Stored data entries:
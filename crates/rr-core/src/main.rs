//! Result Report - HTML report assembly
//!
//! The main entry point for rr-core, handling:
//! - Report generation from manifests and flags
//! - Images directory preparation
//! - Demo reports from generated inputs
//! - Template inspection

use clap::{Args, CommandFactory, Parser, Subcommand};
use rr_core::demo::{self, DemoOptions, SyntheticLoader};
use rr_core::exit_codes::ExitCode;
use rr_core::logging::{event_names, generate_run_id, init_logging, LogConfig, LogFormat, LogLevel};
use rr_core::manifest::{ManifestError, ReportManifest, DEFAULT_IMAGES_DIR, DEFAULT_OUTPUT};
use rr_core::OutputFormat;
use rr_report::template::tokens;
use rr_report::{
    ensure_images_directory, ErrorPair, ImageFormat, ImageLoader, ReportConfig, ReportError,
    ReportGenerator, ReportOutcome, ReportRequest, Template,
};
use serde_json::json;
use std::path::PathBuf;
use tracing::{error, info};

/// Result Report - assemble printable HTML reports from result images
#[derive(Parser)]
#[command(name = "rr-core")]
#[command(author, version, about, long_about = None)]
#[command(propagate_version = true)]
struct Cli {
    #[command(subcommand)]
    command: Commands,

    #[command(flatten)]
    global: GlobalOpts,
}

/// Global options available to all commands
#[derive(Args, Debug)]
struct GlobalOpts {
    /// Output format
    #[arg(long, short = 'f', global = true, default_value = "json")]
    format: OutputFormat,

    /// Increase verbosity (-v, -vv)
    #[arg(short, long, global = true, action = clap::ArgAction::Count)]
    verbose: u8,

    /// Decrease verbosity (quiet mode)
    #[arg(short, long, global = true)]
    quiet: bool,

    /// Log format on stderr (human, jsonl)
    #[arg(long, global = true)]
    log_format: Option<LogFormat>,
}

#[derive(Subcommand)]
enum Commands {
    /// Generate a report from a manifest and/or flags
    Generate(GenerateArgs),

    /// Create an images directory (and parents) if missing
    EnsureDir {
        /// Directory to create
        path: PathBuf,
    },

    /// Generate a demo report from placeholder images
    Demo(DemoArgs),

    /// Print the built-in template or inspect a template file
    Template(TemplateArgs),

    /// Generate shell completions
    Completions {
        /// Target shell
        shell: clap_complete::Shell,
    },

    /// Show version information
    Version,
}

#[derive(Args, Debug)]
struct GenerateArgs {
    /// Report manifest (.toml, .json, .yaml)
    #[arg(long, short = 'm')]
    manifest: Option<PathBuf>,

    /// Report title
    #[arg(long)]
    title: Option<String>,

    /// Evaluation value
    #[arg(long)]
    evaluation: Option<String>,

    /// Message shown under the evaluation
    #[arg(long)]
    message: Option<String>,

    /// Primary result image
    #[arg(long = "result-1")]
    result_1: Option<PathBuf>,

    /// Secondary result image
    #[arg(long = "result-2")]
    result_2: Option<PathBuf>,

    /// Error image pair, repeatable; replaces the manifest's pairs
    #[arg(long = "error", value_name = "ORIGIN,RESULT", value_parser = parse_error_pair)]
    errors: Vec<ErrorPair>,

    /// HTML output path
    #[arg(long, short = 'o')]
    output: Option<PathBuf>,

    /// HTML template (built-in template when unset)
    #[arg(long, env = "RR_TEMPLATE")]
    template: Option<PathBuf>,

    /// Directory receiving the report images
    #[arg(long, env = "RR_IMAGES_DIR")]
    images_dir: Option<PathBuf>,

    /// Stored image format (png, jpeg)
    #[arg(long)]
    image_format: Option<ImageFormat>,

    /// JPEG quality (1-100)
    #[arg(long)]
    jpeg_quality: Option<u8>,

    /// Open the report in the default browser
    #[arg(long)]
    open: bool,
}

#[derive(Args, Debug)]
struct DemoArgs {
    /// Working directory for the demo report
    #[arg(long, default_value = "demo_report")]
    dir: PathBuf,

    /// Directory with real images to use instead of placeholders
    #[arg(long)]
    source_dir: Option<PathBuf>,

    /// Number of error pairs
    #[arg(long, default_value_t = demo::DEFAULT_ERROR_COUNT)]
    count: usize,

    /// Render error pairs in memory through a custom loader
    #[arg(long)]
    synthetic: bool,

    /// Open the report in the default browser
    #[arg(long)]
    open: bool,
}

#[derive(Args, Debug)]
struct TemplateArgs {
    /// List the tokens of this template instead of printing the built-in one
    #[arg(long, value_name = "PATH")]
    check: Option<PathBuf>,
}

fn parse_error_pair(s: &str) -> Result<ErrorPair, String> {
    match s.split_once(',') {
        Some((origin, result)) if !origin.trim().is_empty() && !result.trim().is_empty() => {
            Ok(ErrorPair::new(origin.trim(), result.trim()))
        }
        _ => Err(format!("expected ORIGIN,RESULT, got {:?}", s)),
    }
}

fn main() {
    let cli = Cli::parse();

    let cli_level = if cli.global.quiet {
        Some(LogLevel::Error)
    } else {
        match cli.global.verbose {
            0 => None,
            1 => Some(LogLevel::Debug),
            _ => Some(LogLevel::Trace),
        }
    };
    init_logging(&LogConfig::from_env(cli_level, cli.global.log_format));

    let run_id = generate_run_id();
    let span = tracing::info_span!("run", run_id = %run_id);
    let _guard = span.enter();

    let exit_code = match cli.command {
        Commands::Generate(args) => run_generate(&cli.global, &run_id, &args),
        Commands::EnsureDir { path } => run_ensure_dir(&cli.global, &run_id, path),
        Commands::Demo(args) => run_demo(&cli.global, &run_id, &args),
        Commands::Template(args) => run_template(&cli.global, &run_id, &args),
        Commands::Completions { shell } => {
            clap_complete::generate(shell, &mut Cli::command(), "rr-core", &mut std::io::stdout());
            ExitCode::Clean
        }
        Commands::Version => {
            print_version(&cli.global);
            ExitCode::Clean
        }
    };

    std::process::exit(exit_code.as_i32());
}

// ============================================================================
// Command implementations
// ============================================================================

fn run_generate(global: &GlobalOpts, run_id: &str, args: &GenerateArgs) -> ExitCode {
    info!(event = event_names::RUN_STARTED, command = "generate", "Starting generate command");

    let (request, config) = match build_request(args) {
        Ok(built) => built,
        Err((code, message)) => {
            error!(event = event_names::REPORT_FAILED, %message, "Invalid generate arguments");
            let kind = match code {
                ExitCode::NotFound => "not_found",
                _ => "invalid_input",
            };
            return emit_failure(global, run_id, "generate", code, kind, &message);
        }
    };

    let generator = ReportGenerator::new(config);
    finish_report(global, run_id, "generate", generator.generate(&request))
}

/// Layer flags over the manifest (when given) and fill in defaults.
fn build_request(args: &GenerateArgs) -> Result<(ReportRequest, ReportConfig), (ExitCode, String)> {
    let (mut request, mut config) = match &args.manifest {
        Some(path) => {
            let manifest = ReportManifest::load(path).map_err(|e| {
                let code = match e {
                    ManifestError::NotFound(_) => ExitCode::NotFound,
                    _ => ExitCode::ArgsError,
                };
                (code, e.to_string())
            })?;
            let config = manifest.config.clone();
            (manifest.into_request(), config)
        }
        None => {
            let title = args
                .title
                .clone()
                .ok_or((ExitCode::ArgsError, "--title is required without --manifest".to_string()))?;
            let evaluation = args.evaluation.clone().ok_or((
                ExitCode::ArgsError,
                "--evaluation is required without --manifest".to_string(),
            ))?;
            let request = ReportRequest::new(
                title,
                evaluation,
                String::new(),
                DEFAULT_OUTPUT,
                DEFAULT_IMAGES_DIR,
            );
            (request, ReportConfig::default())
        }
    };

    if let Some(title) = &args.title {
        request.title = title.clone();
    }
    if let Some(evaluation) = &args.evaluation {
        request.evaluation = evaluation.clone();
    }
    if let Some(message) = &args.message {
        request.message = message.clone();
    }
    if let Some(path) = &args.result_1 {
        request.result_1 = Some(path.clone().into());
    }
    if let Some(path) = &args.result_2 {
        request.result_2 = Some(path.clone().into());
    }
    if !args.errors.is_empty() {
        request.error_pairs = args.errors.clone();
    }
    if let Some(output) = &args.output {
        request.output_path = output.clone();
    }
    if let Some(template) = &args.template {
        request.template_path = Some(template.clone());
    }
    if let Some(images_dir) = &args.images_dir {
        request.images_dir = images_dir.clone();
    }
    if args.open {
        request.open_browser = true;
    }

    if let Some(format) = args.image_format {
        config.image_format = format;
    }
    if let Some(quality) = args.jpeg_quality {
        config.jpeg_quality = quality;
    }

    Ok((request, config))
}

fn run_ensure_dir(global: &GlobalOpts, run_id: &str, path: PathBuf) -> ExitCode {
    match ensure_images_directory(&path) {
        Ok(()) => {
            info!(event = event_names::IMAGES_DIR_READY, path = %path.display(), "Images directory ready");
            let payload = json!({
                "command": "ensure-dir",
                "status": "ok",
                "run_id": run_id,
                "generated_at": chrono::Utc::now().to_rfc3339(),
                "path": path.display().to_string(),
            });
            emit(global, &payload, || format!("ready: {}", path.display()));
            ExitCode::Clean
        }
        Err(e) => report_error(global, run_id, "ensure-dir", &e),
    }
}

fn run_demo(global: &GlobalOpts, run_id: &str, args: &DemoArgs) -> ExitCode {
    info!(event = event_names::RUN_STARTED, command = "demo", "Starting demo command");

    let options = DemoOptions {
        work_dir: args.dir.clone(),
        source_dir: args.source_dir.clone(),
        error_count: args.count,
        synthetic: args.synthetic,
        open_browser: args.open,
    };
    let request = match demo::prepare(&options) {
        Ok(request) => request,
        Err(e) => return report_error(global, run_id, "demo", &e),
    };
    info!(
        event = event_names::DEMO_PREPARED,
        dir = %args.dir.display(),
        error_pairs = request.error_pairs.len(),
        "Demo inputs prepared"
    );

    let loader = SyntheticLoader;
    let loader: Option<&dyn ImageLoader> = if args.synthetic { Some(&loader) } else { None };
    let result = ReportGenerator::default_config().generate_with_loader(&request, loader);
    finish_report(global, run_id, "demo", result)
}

### WORK REQUIRED
After locating the line holding "verbosity (-v, -vv)" above, output exactly that line and every line after it through the line holding "#[arg(long, global = true)]". Include nothing else.

### RESPONSE TO THIS TASK
    /// Increase verbosity (-v, -vv)
    #[arg(short, long, global = true, action = clap::ArgAction::Count)]
    verbose: u8,

    /// Decrease verbosity (quiet mode)
    #[arg(short, long, global = true)]
    quiet: bool,

    /// Log format on stderr (human, jsonl)
    #[arg(long, global = true)]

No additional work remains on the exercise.